Records shown:

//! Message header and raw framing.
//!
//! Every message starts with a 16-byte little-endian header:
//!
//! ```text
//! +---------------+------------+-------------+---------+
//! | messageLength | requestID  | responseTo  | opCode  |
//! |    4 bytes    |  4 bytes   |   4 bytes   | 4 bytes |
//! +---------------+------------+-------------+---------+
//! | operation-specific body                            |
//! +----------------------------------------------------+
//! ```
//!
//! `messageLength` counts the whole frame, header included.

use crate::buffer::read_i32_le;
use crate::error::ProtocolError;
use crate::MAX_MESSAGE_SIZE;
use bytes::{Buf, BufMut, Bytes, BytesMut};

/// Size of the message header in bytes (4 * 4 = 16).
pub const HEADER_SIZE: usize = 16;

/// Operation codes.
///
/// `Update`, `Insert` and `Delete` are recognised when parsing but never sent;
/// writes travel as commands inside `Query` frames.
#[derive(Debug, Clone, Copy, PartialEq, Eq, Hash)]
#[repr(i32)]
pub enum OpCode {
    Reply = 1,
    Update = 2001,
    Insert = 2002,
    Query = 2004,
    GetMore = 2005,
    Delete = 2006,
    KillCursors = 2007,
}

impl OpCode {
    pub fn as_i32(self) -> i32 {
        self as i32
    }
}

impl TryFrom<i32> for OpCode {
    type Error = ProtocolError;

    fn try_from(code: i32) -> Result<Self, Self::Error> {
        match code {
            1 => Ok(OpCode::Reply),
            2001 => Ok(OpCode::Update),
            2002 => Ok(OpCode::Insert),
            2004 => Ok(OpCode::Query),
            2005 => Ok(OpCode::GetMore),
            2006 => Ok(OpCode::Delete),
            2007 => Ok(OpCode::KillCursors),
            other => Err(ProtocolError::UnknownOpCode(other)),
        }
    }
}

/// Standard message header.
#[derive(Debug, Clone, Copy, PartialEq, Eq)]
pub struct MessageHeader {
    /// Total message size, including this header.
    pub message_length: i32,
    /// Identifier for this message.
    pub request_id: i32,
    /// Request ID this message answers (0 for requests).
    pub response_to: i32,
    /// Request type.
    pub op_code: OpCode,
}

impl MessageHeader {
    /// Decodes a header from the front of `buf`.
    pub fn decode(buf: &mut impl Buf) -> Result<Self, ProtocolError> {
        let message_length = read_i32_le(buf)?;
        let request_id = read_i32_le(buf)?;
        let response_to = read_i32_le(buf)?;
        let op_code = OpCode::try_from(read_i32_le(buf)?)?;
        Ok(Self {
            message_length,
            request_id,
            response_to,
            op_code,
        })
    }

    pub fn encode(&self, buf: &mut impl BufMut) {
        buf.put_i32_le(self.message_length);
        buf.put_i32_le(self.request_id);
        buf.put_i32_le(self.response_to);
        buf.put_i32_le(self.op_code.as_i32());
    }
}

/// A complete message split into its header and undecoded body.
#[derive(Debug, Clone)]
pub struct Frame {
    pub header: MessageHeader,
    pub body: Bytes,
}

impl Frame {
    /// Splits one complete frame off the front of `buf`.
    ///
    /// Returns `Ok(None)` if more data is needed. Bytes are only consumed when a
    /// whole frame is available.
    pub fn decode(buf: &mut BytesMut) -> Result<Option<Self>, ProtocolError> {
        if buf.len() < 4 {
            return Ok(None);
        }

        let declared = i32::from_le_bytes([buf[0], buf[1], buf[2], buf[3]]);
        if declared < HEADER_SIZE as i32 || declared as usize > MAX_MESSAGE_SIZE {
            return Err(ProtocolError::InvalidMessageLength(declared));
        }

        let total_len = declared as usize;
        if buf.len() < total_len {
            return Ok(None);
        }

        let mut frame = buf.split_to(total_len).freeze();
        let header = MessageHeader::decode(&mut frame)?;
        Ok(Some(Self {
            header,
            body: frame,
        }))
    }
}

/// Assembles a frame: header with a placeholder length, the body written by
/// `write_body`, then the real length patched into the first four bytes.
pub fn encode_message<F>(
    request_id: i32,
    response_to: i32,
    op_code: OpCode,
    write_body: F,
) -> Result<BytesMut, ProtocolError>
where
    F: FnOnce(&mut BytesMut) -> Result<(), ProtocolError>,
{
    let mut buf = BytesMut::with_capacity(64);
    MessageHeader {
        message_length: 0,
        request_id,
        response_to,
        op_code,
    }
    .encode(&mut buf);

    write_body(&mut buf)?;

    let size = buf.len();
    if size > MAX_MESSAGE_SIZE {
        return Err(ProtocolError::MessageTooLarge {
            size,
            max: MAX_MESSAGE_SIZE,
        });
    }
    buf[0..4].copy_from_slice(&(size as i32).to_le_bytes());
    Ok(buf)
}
--
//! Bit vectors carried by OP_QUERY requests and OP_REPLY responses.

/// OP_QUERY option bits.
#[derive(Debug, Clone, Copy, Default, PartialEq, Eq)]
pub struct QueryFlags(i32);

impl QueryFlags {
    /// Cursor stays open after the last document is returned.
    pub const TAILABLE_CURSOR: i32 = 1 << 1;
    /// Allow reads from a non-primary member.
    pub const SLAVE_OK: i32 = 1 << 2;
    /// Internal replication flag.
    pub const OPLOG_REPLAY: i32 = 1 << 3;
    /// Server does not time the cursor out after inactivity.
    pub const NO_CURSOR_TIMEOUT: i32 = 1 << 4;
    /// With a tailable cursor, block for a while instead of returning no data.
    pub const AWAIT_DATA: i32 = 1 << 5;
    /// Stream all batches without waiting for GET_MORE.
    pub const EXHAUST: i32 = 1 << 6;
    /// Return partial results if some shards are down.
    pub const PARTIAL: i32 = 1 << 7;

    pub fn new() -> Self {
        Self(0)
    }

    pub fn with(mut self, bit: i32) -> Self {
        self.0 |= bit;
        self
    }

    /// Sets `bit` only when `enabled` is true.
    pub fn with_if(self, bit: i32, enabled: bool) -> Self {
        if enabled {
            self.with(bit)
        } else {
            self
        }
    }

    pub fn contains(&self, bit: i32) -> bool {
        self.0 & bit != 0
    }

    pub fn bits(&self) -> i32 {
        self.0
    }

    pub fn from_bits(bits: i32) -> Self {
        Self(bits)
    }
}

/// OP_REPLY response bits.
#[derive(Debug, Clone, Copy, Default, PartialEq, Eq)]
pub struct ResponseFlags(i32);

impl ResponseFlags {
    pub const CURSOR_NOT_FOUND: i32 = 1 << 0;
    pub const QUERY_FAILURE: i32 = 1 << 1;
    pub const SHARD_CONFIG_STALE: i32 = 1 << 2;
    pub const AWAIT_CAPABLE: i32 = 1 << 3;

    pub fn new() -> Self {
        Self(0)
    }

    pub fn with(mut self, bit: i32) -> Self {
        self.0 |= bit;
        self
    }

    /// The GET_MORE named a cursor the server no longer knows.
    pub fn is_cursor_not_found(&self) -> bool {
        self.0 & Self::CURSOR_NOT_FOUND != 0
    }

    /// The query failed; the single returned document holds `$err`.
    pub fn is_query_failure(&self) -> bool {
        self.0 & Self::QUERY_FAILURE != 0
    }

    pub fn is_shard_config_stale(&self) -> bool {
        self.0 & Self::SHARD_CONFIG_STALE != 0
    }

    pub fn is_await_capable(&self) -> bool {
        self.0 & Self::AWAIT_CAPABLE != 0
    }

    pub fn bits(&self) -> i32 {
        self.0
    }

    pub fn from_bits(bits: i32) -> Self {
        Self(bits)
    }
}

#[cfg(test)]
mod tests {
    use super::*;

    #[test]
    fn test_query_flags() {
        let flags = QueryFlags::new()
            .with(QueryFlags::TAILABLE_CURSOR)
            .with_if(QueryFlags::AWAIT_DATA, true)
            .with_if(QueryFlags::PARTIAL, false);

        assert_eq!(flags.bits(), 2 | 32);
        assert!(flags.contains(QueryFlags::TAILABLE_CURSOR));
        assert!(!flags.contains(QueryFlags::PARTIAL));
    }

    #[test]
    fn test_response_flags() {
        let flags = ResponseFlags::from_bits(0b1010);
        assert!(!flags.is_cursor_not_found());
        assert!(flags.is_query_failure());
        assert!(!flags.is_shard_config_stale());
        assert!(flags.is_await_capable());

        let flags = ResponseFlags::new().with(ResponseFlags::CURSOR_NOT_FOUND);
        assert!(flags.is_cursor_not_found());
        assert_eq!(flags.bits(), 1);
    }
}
* * *
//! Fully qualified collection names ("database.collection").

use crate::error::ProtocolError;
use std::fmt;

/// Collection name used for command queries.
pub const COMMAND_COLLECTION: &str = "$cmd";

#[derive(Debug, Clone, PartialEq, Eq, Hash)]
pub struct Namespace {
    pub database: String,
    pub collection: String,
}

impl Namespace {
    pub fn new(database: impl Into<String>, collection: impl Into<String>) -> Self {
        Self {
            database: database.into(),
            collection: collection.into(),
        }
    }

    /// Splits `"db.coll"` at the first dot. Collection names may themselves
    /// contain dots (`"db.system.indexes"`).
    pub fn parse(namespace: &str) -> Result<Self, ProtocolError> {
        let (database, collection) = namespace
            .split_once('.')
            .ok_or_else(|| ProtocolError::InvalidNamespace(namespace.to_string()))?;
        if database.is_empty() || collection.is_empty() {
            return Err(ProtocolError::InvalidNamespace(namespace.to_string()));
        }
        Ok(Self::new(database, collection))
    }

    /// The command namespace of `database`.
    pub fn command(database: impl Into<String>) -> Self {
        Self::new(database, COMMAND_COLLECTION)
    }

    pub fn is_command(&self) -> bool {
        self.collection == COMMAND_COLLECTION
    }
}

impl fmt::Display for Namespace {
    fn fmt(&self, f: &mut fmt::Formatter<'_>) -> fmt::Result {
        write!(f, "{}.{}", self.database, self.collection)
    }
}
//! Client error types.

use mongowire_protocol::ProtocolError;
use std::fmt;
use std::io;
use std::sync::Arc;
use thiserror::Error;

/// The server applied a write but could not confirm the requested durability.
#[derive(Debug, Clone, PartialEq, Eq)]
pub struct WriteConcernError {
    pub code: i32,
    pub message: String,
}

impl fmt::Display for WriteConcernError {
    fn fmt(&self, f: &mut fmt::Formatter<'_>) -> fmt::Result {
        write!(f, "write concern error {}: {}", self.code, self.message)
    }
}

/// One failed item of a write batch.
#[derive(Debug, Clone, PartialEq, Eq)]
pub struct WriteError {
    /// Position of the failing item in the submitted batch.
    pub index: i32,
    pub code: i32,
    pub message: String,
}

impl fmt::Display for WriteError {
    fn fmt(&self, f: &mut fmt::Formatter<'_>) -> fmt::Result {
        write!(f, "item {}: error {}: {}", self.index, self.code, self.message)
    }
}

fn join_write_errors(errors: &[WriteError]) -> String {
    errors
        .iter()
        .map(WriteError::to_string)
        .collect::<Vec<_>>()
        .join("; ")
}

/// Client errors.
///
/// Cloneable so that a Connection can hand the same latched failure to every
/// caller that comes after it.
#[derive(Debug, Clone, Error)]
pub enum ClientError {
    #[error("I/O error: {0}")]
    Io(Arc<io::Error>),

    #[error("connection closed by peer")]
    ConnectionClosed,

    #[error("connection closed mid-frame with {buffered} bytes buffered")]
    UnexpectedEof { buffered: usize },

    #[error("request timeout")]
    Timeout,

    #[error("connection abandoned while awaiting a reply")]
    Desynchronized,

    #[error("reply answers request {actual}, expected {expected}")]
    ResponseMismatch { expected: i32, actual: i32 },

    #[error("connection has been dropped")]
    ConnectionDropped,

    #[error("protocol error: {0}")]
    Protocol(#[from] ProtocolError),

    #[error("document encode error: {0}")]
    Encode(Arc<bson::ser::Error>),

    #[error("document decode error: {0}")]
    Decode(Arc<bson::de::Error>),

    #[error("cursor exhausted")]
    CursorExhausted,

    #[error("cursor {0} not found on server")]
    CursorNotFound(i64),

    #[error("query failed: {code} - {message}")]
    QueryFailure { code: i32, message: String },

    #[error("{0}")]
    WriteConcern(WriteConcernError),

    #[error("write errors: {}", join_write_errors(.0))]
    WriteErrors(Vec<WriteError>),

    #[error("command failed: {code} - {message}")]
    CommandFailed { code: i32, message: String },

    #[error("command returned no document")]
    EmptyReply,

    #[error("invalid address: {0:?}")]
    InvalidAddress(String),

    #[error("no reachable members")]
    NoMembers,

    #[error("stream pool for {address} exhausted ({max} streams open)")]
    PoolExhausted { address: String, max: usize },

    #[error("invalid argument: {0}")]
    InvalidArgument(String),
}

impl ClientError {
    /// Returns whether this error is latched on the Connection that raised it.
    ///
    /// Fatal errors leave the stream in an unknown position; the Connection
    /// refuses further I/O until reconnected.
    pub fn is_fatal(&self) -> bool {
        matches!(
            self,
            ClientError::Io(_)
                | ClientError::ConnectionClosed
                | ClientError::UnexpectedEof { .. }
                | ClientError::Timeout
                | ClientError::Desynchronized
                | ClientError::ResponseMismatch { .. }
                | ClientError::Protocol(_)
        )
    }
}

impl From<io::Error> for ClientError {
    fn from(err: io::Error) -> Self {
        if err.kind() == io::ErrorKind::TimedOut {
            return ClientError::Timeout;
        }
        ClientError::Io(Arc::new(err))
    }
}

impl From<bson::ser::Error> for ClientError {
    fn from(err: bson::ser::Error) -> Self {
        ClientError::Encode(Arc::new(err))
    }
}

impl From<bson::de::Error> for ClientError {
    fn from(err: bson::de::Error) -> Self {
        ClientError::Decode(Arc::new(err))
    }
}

Exercise objective: In the listing above, find the line with "and raw framing." and the line with "but never sent;"; output exactly those lines and all lines between them.

Response to the exercise:
//! Message header and raw framing.
//!
//! Every message starts with a 16-byte little-endian header:
//!
//! ```text
//! +---------------+------------+-------------+---------+
//! | messageLength | requestID  | responseTo  | opCode  |
//! |    4 bytes    |  4 bytes   |   4 bytes   | 4 bytes |
//! +---------------+------------+-------------+---------+
//! | operation-specific body                            |
//! +----------------------------------------------------+
//! ```
//!
//! `messageLength` counts the whole frame, header included.

use crate::buffer::read_i32_le;
use crate::error::ProtocolError;
use crate::MAX_MESSAGE_SIZE;
use bytes::{Buf, BufMut, Bytes, BytesMut};

/// Size of the message header in bytes (4 * 4 = 16).
pub const HEADER_SIZE: usize = 16;

/// Operation codes.
///
/// `Update`, `Insert` and `Delete` are recognised when parsing but never sent;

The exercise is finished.